XenServer plug-ins for Pacemaker
We've written a pair of plug-ins for Pacemaker to help create an automatically redundant active/passive pair of XenServers VMs using a DRBD backend.
WHAT THIS DOES:
REQUIREMENTS:
TODO:
We have written two new Pacemaker resource management agents:
These plug-ins were derived from the Xen resource agent that comes with Pacemaker.
The idea behind these plug-ins is to let you create a Primary/Secondary DRBD back-end shared between 2 servers that is automatically managed by Pacemaker in case of fail-over.
In short:
We provide some DRBD RPMs compiled for various versions of XenServer: http://download.locatrix.com/drbd
Note: The RPM must exactly match your XenServer version - otherwise you can build it yourself with the Citrix XenServer DDK VM.
NOTE: uname -a on your XenServer must return exactly "2.6.32.43-0.4.1.xs1.6.10.734.170748xen" to use these DRBD RPMs. This is the original XS 6.1 from the install CD. If you've installed hotfixes it may have updated your kernel version and you'll need to compile DRBD yourself.
wget http://download.locatrix.com/drbd/xenserver6.1.0/drbd-xen-8.4.3-2.i386.rpm
wget http://download.locatrix.com/drbd/xenserver6.1.0/drbd-pacemaker-8.4.3-2.i386.rpm
wget http://download.locatrix.com/drbd/xenserver6.1.0/drbd-heartbeat-8.4.3-2.i386.rpm
rpm -i drbd-heartbeat-8.4.3-2.i386.rpm
rpm -i drbd-xen-8.4.3-2.i386.rpm
rpm -i drbd-pacemaker-8.4.3-2.i386.rpm
This fixes a race condition I found because of xapi-domains shutdown that calls /opt/xensource/libexec/shutdown
. This was shutting down VMs and then heartbeat was restarting them which caused some confusion during reboot. This patch adds support for the "auto_poweroff" VM flag to have the script ignore flagged VMs.

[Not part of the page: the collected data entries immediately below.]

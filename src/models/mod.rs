use serde::{Deserialize, Serialize};

/// Fixture identity as kept in the output files
#[derive(Debug, Clone, Default, PartialEq, Serialize, Deserialize)]
pub struct FixtureSummary {
    #[serde(default, skip_serializing_if = "Option::is_none")]
    pub id: Option<u64>,
    #[serde(default, skip_serializing_if = "Option::is_none")]
    pub date: Option<String>, // RFC 3339 kickoff, as sent upstream
}

/// A team reduced to id + name
#[derive(Debug, Clone, Default, PartialEq, Serialize, Deserialize)]
pub struct Team {
    #[serde(default, skip_serializing_if = "Option::is_none")]
    pub id: Option<u64>,
    #[serde(default, skip_serializing_if = "Option::is_none")]
    pub name: Option<String>,
}

#[derive(Debug, Clone, Default, PartialEq, Serialize, Deserialize)]
pub struct TeamPair {
    #[serde(default)]
    pub home: Team,
    #[serde(default)]
    pub away: Team,
}

/// The league a fixture belongs to
#[derive(Debug, Clone, Default, PartialEq, Serialize, Deserialize)]
pub struct League {
    #[serde(default, skip_serializing_if = "Option::is_none")]
    pub id: Option<u64>,
    #[serde(default, skip_serializing_if = "Option::is_none")]
    pub name: Option<String>,
    #[serde(default, skip_serializing_if = "Option::is_none")]
    pub country: Option<String>,
    #[serde(default, skip_serializing_if = "Option::is_none")]
    pub season: Option<i32>,
}

/// One selection inside a betting market
#[derive(Debug, Clone, PartialEq, Serialize, Deserialize)]
pub struct OddValue {
    pub value: String, // e.g. "Home", "Draw", "Over 1.5"
    pub odd: f64,      // decimal odds
}

/// A betting market with its selections
#[derive(Debug, Clone, PartialEq, Serialize, Deserialize)]
pub struct OddsEntry {
    pub market: String,
    #[serde(default)]
    pub values: Vec<OddValue>,
}

#[derive(Debug, Clone, Default, PartialEq, Serialize, Deserialize)]
pub struct Goals {
    #[serde(default, skip_serializing_if = "Option::is_none")]
    pub home: Option<u32>,
    #[serde(default, skip_serializing_if = "Option::is_none")]
    pub away: Option<u32>,
}

/// A previous meeting between the same two teams
#[derive(Debug, Clone, Default, PartialEq, Serialize, Deserialize)]
pub struct HeadToHeadRecord {
    #[serde(default)]
    pub fixture: FixtureSummary,
    #[serde(default)]
    pub teams: TeamPair,
    #[serde(default)]
    pub goals: Goals,
}

#[derive(Debug, Clone, Default, PartialEq, Serialize, Deserialize)]
pub struct Average {
    #[serde(default)]
    pub average: f64,
}

#[derive(Debug, Clone, Default, PartialEq, Serialize, Deserialize)]
pub struct GoalAverages {
    #[serde(rename = "for", default)]
    pub scored: Average,
    #[serde(default)]
    pub against: Average,
}

#[derive(Debug, Clone, Default, PartialEq, Serialize, Deserialize)]
pub struct CornerAverages {
    #[serde(default)]
    pub total: Average,
}

/// Season aggregates for one team. Absent numbers are 0.
#[derive(Debug, Clone, PartialEq, Serialize, Deserialize)]
pub struct TeamStatistics {
    #[serde(default = "default_form")]
    pub form: String, // W/D/L sequence, "N/A" when unknown
    #[serde(default)]
    pub goals: GoalAverages,
    #[serde(default)]
    pub corners: CornerAverages,
}

fn default_form() -> String {
    "N/A".to_string()
}

impl Default for TeamStatistics {
    fn default() -> Self {
        Self {
            form: default_form(),
            goals: GoalAverages::default(),
            corners: CornerAverages::default(),
        }
    }
}

/// League table row for one team. Serializes as `{}` when nothing is known.
#[derive(Debug, Clone, Default, PartialEq, Serialize, Deserialize)]
#[serde(rename_all = "camelCase")]
pub struct Standing {
    #[serde(default, skip_serializing_if = "Option::is_none")]
    pub rank: Option<u32>,
    #[serde(default, skip_serializing_if = "Option::is_none")]
    pub points: Option<i32>,
    #[serde(default, skip_serializing_if = "Option::is_none")]
    pub goals_diff: Option<i32>,
    #[serde(default, skip_serializing_if = "Option::is_none")]
    pub group: Option<String>,
    #[serde(default, skip_serializing_if = "Option::is_none")]
    pub form: Option<String>,
    #[serde(default, skip_serializing_if = "Option::is_none")]
    pub description: Option<String>,
    #[serde(default, skip_serializing_if = "Option::is_none")]
    pub played: Option<u32>,
    #[serde(default, skip_serializing_if = "Option::is_none")]
    pub win: Option<u32>,
    #[serde(default, skip_serializing_if = "Option::is_none")]
    pub draw: Option<u32>,
    #[serde(default, skip_serializing_if = "Option::is_none")]
    pub lose: Option<u32>,
}

/// Statistics and table position for one side of a fixture
#[derive(Debug, Clone, Default, PartialEq, Serialize, Deserialize)]
pub struct TeamSide {
    #[serde(default, skip_serializing_if = "Option::is_none")]
    pub id: Option<u64>,
    #[serde(default)]
    pub stats: TeamStatistics,
    #[serde(default)]
    pub standings: Standing,
}

#[derive(Debug, Clone, Default, PartialEq, Serialize, Deserialize)]
pub struct TeamsStats {
    #[serde(default)]
    pub home: TeamSide,
    #[serde(default)]
    pub away: TeamSide,
}

/// A fixture with odds, head-to-head history, and per-team context merged in
#[derive(Debug, Clone, Default, PartialEq, Serialize, Deserialize)]
pub struct EnrichedFixture {
    #[serde(default)]
    pub fixture: FixtureSummary,
    #[serde(default)]
    pub league: League,
    #[serde(default)]
    pub teams: TeamPair,
    #[serde(default)]
    pub odds: Vec<OddsEntry>,
    #[serde(default)]
    pub head_to_head: Vec<HeadToHeadRecord>,
    #[serde(default)]
    pub teams_stats: TeamsStats,
}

NOTE: This is NOT needed for XenServer 6.2.0 since the patch was added into the upstream.
wget -O /opt/xensource/libexec/shutdown.patch http://download.locatrix.com/pacemaker/shutdown.patch
cd /opt/xensource/libexec
cp shutdown shutdown.orig
patch -p1 < shutdown.patch
NOTE: uname -a on your XenServer must return exactly "2.6.32.43-0.4.1.xs1.8.0.835.170778xen" to use our DRBD RPMs. This is the original XS 6.2 from the install CD. If you've installed hotfixes it may have updated your kernel version and you'll need to compile DRBD yourself.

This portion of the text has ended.